Episode One Hundred and Ten
Originally posted on August 31st 2023
Monstrous Agonies E110S03 Transcript
H.R. Owen
Hello friends, Hero here. Welcome to the penultimate episode of Season Three, and of Monstrous Agonies. Just to let you know, the inbox is now open for the end of season Q&A. I’ll be chatting with Sophie B. who plays the Understudy, so send us your questions before Saturday September 9th. Check the show notes for how you can get in touch, and enjoy the episode.
[Title music: slow, bluesy jazz.]
H.R. Owen
Monstrous Agonies: Episode One Hundred and Ten.
[The music fades out, replaced by the sound of a radio being tuned. It scrolls through folk music, a voice saying “-shock-”, pop music and classical music before cutting off abruptly as it reaches the correct station.]
The Presenter
-a sudden slip of the scissors, something is severed and silence spills from the wound.
It’s almost two o’clock on Thursday morning and time for our advice segment.

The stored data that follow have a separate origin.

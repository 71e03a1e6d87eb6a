use crate::constants::MESSAGES_PER_PAGE;
use crate::models::StoredMessage;

/// Whether a request replaces the timeline (page 1 after a reset) or
/// prepends older history.
#[derive(Debug, Clone, Copy, PartialEq, Eq)]
pub enum LoadKind {
    Initial,
    Older,
}

/// A page fetch handed out by the timeline. The epoch stamp ties the
/// eventual result back to the conversation generation that issued it;
/// results from a superseded generation are dropped on `apply`.
#[derive(Debug, Clone, PartialEq, Eq)]
pub struct PageRequest {
    pub conversation_id: String,
    pub page: u32,
    pub limit: u32,
    pub kind: LoadKind,
    pub epoch: u64,
}

/// Outcome of applying a fetch result to the timeline.
#[derive(Debug)]
pub enum PageOutcome {
    /// Result merged into the timeline
    Applied,
    /// Result belonged to a superseded conversation; dropped silently
    Stale,
    /// Fetch failed; pagination is stopped and the error surfaced once
    Failed(anyhow::Error),
}

/// Pagination state and the merged, time-ordered message list for the
/// active conversation. Pure state machine: it hands out `PageRequest`s
/// and consumes their results, while a session layer does the IO. The
/// `loading` flag serializes fetches; at most one is ever in flight.
#[derive(Debug, Default)]
pub struct Timeline {
    conversation_id: Option<String>,
    /// Last successfully loaded page; 1 once the initial load lands
    page: u32,
    exhausted: bool,
    loading: bool,
    epoch: u64,
    items: Vec<StoredMessage>,
}

impl Timeline {
    pub fn new() -> Self {
        Self::default()
    }

    /// Switch to a conversation and issue the initial page-1 fetch.
    /// Bumping the epoch cancels the effect of any in-flight load for the
    /// previous conversation.
    pub fn reset(&mut self, conversation_id: &str) -> PageRequest {
        self.epoch += 1;
        self.conversation_id = Some(conversation_id.to_string());
        self.items.clear();
        self.page = 1;
        self.exhausted = false;
        self.loading = true;
        PageRequest {
            conversation_id: conversation_id.to_string(),
            page: 1,
            limit: MESSAGES_PER_PAGE,
            kind: LoadKind::Initial,
            epoch: self.epoch,
        }
    }

    /// Leave the current conversation without entering a new one.
    pub fn clear(&mut self) {
        self.epoch += 1;
        self.conversation_id = None;
        self.items.clear();
        self.page = 1;
        self.exhausted = false;
        self.loading = false;
    }

    /// Issue a fetch for the next older page. No-op while a load is in
    /// flight, after exhaustion, or with no active conversation.
    pub fn request_older(&mut self) -> Option<PageRequest> {
        let conversation_id = self.conversation_id.clone()?;
        if self.loading || self.exhausted {
            return None;
        }
        self.loading = true;
        Some(PageRequest {
            conversation_id,
            page: self.page + 1,
            limit: MESSAGES_PER_PAGE,
            kind: LoadKind::Older,
            epoch: self.epoch,
        })
    }

    /// Merge a fetch result. A short page (fewer rows than requested)
    /// marks history exhausted; an error does too, so a failing store is
    /// asked once per conversation rather than retried forever.
    pub fn apply(
        &mut self,
        request: &PageRequest,
        result: anyhow::Result<Vec<StoredMessage>>,
    ) -> PageOutcome {
        if request.epoch != self.epoch {
            tracing::debug!(
                conversation = %request.conversation_id,
                page = request.page,
                "dropping stale page result"
            );
            return PageOutcome::Stale;
        }

        self.loading = false;
        match result {
            Ok(rows) => {
                match request.kind {
                    LoadKind::Initial => {
                        self.exhausted = rows.len() < request.limit as usize;
                        self.items = rows;
                        self.page = 1;
                    }
                    LoadKind::Older => {
                        if rows.is_empty() {
                            self.exhausted = true;
                        } else {
                            if rows.len() < request.limit as usize {
                                self.exhausted = true;
                            }
                            self.items.splice(0..0, rows);
                            self.page += 1;
                        }
                    }
                }
                PageOutcome::Applied
            }
            Err(e) => {
                self.exhausted = true;
                PageOutcome::Failed(e)
            }
        }
    }

    /// Append a live network delivery to the tail. Pagination counters are
    /// untouched.
    pub fn append_live(&mut self, message: StoredMessage) {
        self.items.push(message);
    }

    pub fn items(&self) -> &[StoredMessage] {
        &self.items
    }

    pub fn conversation_id(&self) -> Option<&str> {
        self.conversation_id.as_deref()
    }

    pub fn is_loading(&self) -> bool {
        self.loading
    }

    pub fn has_more(&self) -> bool {
        !self.exhausted
    }

    pub fn page(&self) -> u32 {
        self.page
    }
}

#[cfg(test)]
mod tests {
    use super::*;
    use anyhow::anyhow;

    fn rows(range: std::ops::Range<i64>) -> Vec<StoredMessage> {
        range
            .map(|n| StoredMessage {
                id: format!("msg-{n}"),
                conversation_id: "room".to_string(),
                sender_id: "node-a".to_string(),
                nickname: "ada".to_string(),
                content: format!("message {n}"),
                created_at: 1_000 + n,
            })
            .collect()
    }

    /// 45 historical messages, page size 20: initial 20, older 20,
    /// older 5 (short page → exhausted), then no-op.
    #[test]
    fn test_three_page_walk_over_45_messages() {
        let mut tl = Timeline::new();

        let req = tl.reset("room");
        assert_eq!((req.page, req.kind), (1, LoadKind::Initial));
        assert!(matches!(tl.apply(&req, Ok(rows(25..45))), PageOutcome::Applied));
        assert_eq!(tl.items().len(), 20);
        assert!(tl.has_more());

        let req = tl.request_older().expect("second page");
        assert_eq!(req.page, 2);
        assert!(matches!(tl.apply(&req, Ok(rows(5..25))), PageOutcome::Applied));
        assert_eq!(tl.items().len(), 40);
        assert!(tl.has_more());

        let req = tl.request_older().expect("third page");
        assert_eq!(req.page, 3);
        assert!(matches!(tl.apply(&req, Ok(rows(0..5))), PageOutcome::Applied));
        assert_eq!(tl.items().len(), 45);
        assert!(!tl.has_more());

        assert!(tl.request_older().is_none());
        // Timeline stayed sorted ascending throughout
        let stamps: Vec<i64> = tl.items().iter().map(|m| m.created_at).collect();
        let mut sorted = stamps.clone();
        sorted.sort();
        assert_eq!(stamps, sorted);
    }

    #[test]
    fn test_only_one_fetch_in_flight() {
        let mut tl = Timeline::new();
        let req = tl.reset("room");
        tl.apply(&req, Ok(rows(0..20)));

        let first = tl.request_older();
        assert!(first.is_some());
        // Second request while the first is still in flight
        assert!(tl.request_older().is_none());

        tl.apply(&first.unwrap(), Ok(rows(0..0)));
        assert!(!tl.has_more());
    }

    #[test]
    fn test_empty_older_page_does_not_advance_page() {
        let mut tl = Timeline::new();
        let req = tl.reset("room");
        tl.apply(&req, Ok(rows(0..20)));

        let req = tl.request_older().unwrap();
        tl.apply(&req, Ok(Vec::new()));
        assert_eq!(tl.page(), 1);
        assert!(!tl.has_more());
        assert!(tl.request_older().is_none());
    }

    #[test]
    fn test_fetch_error_stops_pagination_and_reports_once() {
        let mut tl = Timeline::new();
        let req = tl.reset("room");
        let outcome = tl.apply(&req, Err(anyhow!("disk gone")));
        assert!(matches!(outcome, PageOutcome::Failed(_)));
        assert!(!tl.is_loading());
        assert!(!tl.has_more());
        // Exhausted now, so no further fetch is ever issued
        assert!(tl.request_older().is_none());
    }

    /// Switching rooms while a load is pending: the late result for the
    /// old room must not leak into the new one.
    #[test]
    fn test_stale_result_for_superseded_conversation_is_dropped() {
        let mut tl = Timeline::new();
        let req_x = tl.reset("room-x");
        let req_y = tl.reset("room-y");

        let outcome = tl.apply(&req_x, Ok(rows(0..20)));
        assert!(matches!(outcome, PageOutcome::Stale));
        assert!(tl.items().is_empty());
        // Still waiting on room-y's fetch
        assert!(tl.is_loading());

        tl.apply(&req_y, Ok(rows(40..45)));
        assert_eq!(tl.items().len(), 5);
        assert!(!tl.has_more());
    }

    #[test]
    fn test_stale_error_is_not_reported() {
        let mut tl = Timeline::new();
        let req_x = tl.reset("room-x");
        let _req_y = tl.reset("room-y");
        let outcome = tl.apply(&req_x, Err(anyhow!("late failure")));
        assert!(matches!(outcome, PageOutcome::Stale));
        // The new conversation's pagination is unaffected
        assert!(tl.has_more());
    }

    #[test]
    fn test_append_live_keeps_counters() {
        let mut tl = Timeline::new();
        let req = tl.reset("room");
        tl.apply(&req, Ok(rows(0..20)));
        let page_before = tl.page();

        tl.append_live(rows(100..101).pop().unwrap());
        assert_eq!(tl.items().len(), 21);
        assert_eq!(tl.page(), page_before);
        assert!(tl.has_more());
    }

    #[test]
    fn test_clear_forgets_conversation() {
        let mut tl = Timeline::new();
        let req = tl.reset("room");
        tl.apply(&req, Ok(rows(0..5)));

        tl.clear();
        assert!(tl.conversation_id().is_none());
        assert!(tl.items().is_empty());
        assert!(tl.request_older().is_none());
    }
}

Tonight’s first letter is from a listener feeling conflicted about a recent change in their relationship.
The Presenter (as First Letter Writer)
I met my wife a few years ago while doing my dissertation on folklore and legends specific to within the creature community. She was brash and heroic in an almost mythical way herself, and I was immediately smitten.
And so was she, it seems. We got married two years ago in an odd little ceremony at a lovely crossroads in the Welsh countryside. We have a cottage near where we were married, and things have been going splendidly.

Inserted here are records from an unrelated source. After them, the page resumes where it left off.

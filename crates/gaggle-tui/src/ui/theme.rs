// Centralized theme system for consistent UI styling
// All colors and styles are defined here - edit this file to change the look

use ratatui::style::Color;

/// App background - pure black for contrast
pub const BG_APP: Color = Color::Rgb(0, 0, 0);

/// Input field background
pub const BG_INPUT: Color = Color::Rgb(18, 18, 18);

/// Selected item background
pub const BG_SELECTED: Color = Color::Rgb(32, 32, 32);

/// Primary text - off-white for readability
pub const TEXT_PRIMARY: Color = Color::Rgb(220, 220, 220);

/// Secondary/muted text
pub const TEXT_MUTED: Color = Color::Rgb(128, 128, 128);

/// Dimmed text for hints, placeholders
pub const TEXT_DIM: Color = Color::Rgb(90, 90, 90);

/// Primary accent - muted blue (interactive elements, focus)
pub const ACCENT_PRIMARY: Color = Color::Rgb(86, 156, 214);

/// Success/positive - muted green
pub const ACCENT_SUCCESS: Color = Color::Rgb(106, 153, 85);

/// Warning - muted amber
pub const ACCENT_WARNING: Color = Color::Rgb(215, 153, 33);

/// Error - muted red
pub const ACCENT_ERROR: Color = Color::Rgb(204, 102, 102);

/// Inactive borders
pub const BORDER_INACTIVE: Color = Color::Rgb(60, 60, 60);

/// Active/focused borders
pub const BORDER_ACTIVE: Color = ACCENT_PRIMARY;

/// Palette for per-sender accents
const USER_PALETTE: [Color; 8] = [
    Color::Rgb(86, 156, 214),  // Blue
    Color::Rgb(106, 153, 85),  // Green
    Color::Rgb(169, 154, 203), // Purple
    Color::Rgb(206, 145, 120), // Orange
    Color::Rgb(180, 100, 140), // Pink
    Color::Rgb(78, 154, 154),  // Cyan
    Color::Rgb(180, 180, 120), // Yellow
    Color::Rgb(180, 100, 100), // Red
];

/// Get a deterministic color for a sender based on its node id
pub fn user_color(node_id: &str) -> Color {
    let hash: usize = node_id.bytes().map(|b| b as usize).sum();
    USER_PALETTE[hash % USER_PALETTE.len()]
}
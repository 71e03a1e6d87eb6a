mod chat;
mod event_log;
mod lobby;
mod peers;

pub(crate) use chat::render_chat;
pub(crate) use event_log::render_event_log;
pub(crate) use lobby::render_lobby;
pub(crate) use peers::render_peers;
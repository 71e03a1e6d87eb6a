use ratatui::{
    layout::{Constraint, Direction, Layout, Rect},
    style::{Modifier, Style},
    text::{Line, Span},
    widgets::{Block, Borders, Paragraph},
    Frame,
};
use std::time::Instant;
use unicode_width::UnicodeWidthChar;

use gaggle_core::models::DisplayMessage;

use crate::ui::scroll::Viewport;
use crate::ui::{theme, App, InputMode};

pub(crate) fn render_chat(f: &mut Frame, app: &mut App) {
    let chunks = Layout::default()
        .direction(Direction::Vertical)
        .constraints([
            Constraint::Length(2),
            Constraint::Min(3),
            Constraint::Length(3),
        ])
        .split(f.area());

    render_header(f, app, chunks[0]);
    render_messages(f, app, chunks[1]);
    render_input(f, app, chunks[2]);
}

fn render_header(f: &mut Frame, app: &App, area: Rect) {
    let Some(room) = app.room.as_ref() else {
        return;
    };
    let nickname = app
        .session
        .identity()
        .map(|i| i.nickname.clone())
        .unwrap_or_else(|| "…".to_string());

    let title = Line::from(vec![
        Span::styled(
            room.name.clone(),
            Style::default()
                .fg(theme::TEXT_PRIMARY)
                .add_modifier(Modifier::BOLD),
        ),
        Span::styled(
            format!("  online: {}", app.online_peer_count()),
            Style::default().fg(theme::ACCENT_SUCCESS),
        ),
        Span::styled(
            format!("  as {nickname}"),
            Style::default().fg(theme::TEXT_MUTED),
        ),
    ]);
    let ticket = Line::from(Span::styled(
        format!("ticket: {}", room.ticket),
        Style::default().fg(theme::TEXT_DIM),
    ));
    f.render_widget(Paragraph::new(vec![title, ticket]), area);
}

fn render_messages(f: &mut Frame, app: &mut App, area: Rect) {
    let messages = app.session.messages();
    let width = area.width.saturating_sub(1) as usize;

    let mut lines: Vec<Line> = Vec::new();
    if app.session.is_loading_more() {
        lines.push(Line::from(Span::styled(
            "Loading older messages…",
            Style::default()
                .fg(theme::TEXT_MUTED)
                .add_modifier(Modifier::ITALIC),
        )));
    }
    lines.extend(message_lines(&messages, width));

    if messages.is_empty() && !app.session.is_loading_more() {
        let empty = Paragraph::new("No messages yet. Type below and press Enter.")
            .style(Style::default().fg(theme::TEXT_MUTED));
        f.render_widget(empty, area);
        app.last_viewport = Viewport {
            total_rows: 0,
            height: area.height as usize,
        };
        app.scroll
            .observe(app.last_viewport, app.session.is_loading_more(), 0, Instant::now());
        return;
    }

    let viewport = Viewport {
        total_rows: lines.len(),
        height: area.height as usize,
    };
    // Scroll bookkeeping happens against the freshly laid-out content, in
    // the same pass that draws it - corrections are never visible.
    app.scroll.observe(
        viewport,
        app.session.is_loading_more(),
        messages.len(),
        Instant::now(),
    );
    app.last_viewport = viewport;

    let scroll = app.scroll.offset().min(u16::MAX as usize) as u16;
    f.render_widget(Paragraph::new(lines).scroll((scroll, 0)), area);
}

fn render_input(f: &mut Frame, app: &App, area: Rect) {
    let (border_color, hint) = match app.input_mode {
        InputMode::Editing => (theme::BORDER_ACTIVE, " Enter to send · Esc for normal mode "),
        InputMode::Normal => (
            theme::BORDER_INACTIVE,
            " i to type · p peers · e event log · q to leave ",
        ),
    };

    let mut content = vec![Span::styled(
        app.chat_input.clone(),
        Style::default().fg(theme::TEXT_PRIMARY),
    )];
    if app.input_mode == InputMode::Editing {
        content.push(Span::styled("▌", Style::default().fg(theme::ACCENT_PRIMARY)));
    }

    let input = Paragraph::new(Line::from(content))
        .style(Style::default().bg(theme::BG_INPUT))
        .block(
            Block::default()
                .borders(Borders::ALL)
                .border_style(Style::default().fg(border_color))
                .title(Span::styled(hint, Style::default().fg(theme::TEXT_DIM))),
        );
    f.render_widget(input, area);
}

/// Lay the merged timeline out as terminal rows: an author line, the
/// wrapped content, and a spacer per message. Explicit wrapping keeps the
/// row count exact, which the scroll anchoring depends on.
pub(crate) fn message_lines(messages: &[DisplayMessage], width: usize) -> Vec<Line<'static>> {
    let mut lines: Vec<Line> = Vec::with_capacity(messages.len() * 3);
    let content_width = width.saturating_sub(2);

    for msg in messages {
        let accent = if msg.is_mine {
            theme::ACCENT_SUCCESS
        } else {
            theme::user_color(&msg.from)
        };

        let author = if msg.is_mine {
            "you".to_string()
        } else {
            msg.nickname.clone()
        };
        lines.push(Line::from(vec![
            Span::styled("│ ", Style::default().fg(accent)),
            Span::styled(
                author,
                Style::default().fg(accent).add_modifier(Modifier::BOLD),
            ),
            Span::styled(
                format!("  {}", format_timestamp(msg.sent_timestamp)),
                Style::default().fg(theme::TEXT_MUTED),
            ),
        ]));

        for chunk in wrap_text(&msg.text, content_width) {
            lines.push(Line::from(vec![
                Span::styled("│ ", Style::default().fg(accent)),
                Span::styled(chunk, Style::default().fg(theme::TEXT_PRIMARY)),
            ]));
        }

        lines.push(Line::from(""));
    }
    lines
}

/// Greedy word wrap by display width; words wider than the line are split.
pub(crate) fn wrap_text(text: &str, width: usize) -> Vec<String> {
    let width = width.max(1);
    let mut lines = Vec::new();

    for raw in text.split('\n') {
        let mut current = String::new();
        let mut current_width = 0;

        for word in raw.split(' ') {
            let word_width: usize = word.chars().map(|c| c.width().unwrap_or(0)).sum();

            if current_width > 0 && current_width + 1 + word_width > width {
                lines.push(std::mem::take(&mut current));
                current_width = 0;
            }
            if current_width > 0 {
                current.push(' ');
                current_width += 1;
            }

            if word_width <= width {
                current.push_str(word);
                current_width += word_width;
            } else {
                // Break an over-long word across as many lines as needed
                for c in word.chars() {
                    let w = c.width().unwrap_or(0);
                    if current_width + w > width {
                        lines.push(std::mem::take(&mut current));
                        current_width = 0;
                    }
                    current.push(c);
                    current_width += w;
                }
            }
        }
        lines.push(current);
    }
    lines
}

fn format_timestamp(micros: i64) -> String {
    chrono::DateTime::from_timestamp_micros(micros)
        .map(|dt| dt.with_timezone(&chrono::Local).format("%H:%M").to_string())
        .unwrap_or_else(|| "--:--".to_string())
}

My wife’s practices and profession have made her rather long lived, and she’s been all over the world – and several other worlds besides – in her heroic pursuits. As a result, she’s picked up a rather large number of apprentices.
Almost every week, it seems, some eager young person or another is round at the house cleaning, weeding the garden, or whatever else she asks for in payment for tutelage in the heroic arts. Or sometimes they just drop round for a cup of tea!
My wife has also recently got involved with a community school for the local liminal folk. Education for nightfolk in rural Wales is often quite lacking, despite the surprising number of genuses who prefer these areas.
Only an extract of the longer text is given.